**DATA:**
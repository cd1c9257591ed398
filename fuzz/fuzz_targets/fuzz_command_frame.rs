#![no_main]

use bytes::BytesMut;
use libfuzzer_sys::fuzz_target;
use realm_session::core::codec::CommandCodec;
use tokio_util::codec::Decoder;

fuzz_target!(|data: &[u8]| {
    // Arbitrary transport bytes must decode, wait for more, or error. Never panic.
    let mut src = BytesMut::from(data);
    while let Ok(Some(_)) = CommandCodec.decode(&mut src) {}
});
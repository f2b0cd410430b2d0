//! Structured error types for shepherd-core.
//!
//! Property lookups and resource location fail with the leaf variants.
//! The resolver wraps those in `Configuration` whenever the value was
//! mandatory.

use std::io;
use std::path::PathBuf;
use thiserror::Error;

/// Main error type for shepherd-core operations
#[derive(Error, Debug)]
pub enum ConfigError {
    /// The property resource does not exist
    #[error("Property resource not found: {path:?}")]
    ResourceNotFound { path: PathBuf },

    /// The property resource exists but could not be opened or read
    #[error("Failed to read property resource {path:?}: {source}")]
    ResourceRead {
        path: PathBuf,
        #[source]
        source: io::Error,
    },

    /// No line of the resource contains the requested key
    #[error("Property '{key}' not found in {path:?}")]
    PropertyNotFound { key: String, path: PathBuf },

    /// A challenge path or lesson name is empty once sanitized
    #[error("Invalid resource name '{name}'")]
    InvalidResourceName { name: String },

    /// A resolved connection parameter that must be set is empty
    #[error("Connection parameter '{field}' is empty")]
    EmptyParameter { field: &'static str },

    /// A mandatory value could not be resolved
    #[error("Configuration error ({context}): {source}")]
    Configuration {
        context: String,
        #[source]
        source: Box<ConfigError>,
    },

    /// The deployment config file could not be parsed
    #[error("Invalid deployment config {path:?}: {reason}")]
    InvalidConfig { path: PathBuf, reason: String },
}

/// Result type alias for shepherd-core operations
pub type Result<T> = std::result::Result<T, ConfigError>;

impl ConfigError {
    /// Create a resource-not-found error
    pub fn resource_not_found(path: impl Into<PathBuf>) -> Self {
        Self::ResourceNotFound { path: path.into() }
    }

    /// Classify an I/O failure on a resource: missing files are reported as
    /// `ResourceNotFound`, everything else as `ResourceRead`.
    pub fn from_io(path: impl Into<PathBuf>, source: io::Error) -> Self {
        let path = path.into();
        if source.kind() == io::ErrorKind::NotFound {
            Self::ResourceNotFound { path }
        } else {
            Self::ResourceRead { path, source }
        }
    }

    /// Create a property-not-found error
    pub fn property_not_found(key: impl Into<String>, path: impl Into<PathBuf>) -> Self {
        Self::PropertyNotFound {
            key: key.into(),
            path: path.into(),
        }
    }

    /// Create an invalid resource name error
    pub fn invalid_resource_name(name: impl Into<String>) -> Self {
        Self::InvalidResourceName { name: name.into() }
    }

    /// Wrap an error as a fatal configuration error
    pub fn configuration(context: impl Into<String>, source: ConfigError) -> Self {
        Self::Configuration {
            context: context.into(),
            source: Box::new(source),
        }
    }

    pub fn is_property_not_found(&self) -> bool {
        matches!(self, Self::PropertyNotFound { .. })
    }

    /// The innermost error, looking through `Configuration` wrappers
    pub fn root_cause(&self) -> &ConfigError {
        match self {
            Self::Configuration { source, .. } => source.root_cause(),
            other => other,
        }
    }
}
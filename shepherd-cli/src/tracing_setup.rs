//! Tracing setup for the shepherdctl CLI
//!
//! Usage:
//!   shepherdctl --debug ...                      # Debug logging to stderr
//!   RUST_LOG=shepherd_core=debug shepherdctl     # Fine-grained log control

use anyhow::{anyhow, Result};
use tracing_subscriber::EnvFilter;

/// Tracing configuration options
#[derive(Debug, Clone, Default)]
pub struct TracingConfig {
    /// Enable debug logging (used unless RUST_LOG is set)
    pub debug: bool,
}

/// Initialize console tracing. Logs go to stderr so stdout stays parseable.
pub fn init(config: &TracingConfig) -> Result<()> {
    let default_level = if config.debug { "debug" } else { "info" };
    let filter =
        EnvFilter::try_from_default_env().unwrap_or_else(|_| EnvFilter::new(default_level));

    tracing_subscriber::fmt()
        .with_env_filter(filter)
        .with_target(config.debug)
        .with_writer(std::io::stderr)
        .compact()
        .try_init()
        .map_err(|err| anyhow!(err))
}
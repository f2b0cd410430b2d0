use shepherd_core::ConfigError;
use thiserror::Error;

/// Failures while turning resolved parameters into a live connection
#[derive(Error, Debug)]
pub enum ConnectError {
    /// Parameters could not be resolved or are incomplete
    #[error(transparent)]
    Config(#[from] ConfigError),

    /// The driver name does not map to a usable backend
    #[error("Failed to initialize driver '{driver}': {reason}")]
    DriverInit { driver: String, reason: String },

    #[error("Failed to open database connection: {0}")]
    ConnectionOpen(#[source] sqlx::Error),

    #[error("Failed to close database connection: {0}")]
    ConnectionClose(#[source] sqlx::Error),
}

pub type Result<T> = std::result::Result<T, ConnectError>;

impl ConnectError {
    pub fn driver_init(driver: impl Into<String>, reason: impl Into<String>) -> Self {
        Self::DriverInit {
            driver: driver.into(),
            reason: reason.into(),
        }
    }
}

**ASSIGNMENT:**
Exactly as they stand, please print the lines from the first line of the records above down to the line that includes "the leaf variants.", both of those included and no others.

**WRITTEN ANSWER:**
repository cd1c9257591ed398
filename fuzz/fuzz_targets/fuzz_command_frame.rs
#![no_main]

use bytes::BytesMut;
use libfuzzer_sys::fuzz_target;
use realm_session::core::codec::CommandCodec;
use tokio_util::codec::Decoder;

fuzz_target!(|data: &[u8]| {
    // Arbitrary transport bytes must decode, wait for more, or error. Never panic.
    let mut src = BytesMut::from(data);
    while let Ok(Some(_)) = CommandCodec.decode(&mut src) {}
});
repository f2b0cd410430b2d0
//! Structured error types for shepherd-core.
//!
//! Property lookups and resource location fail with the leaf variants.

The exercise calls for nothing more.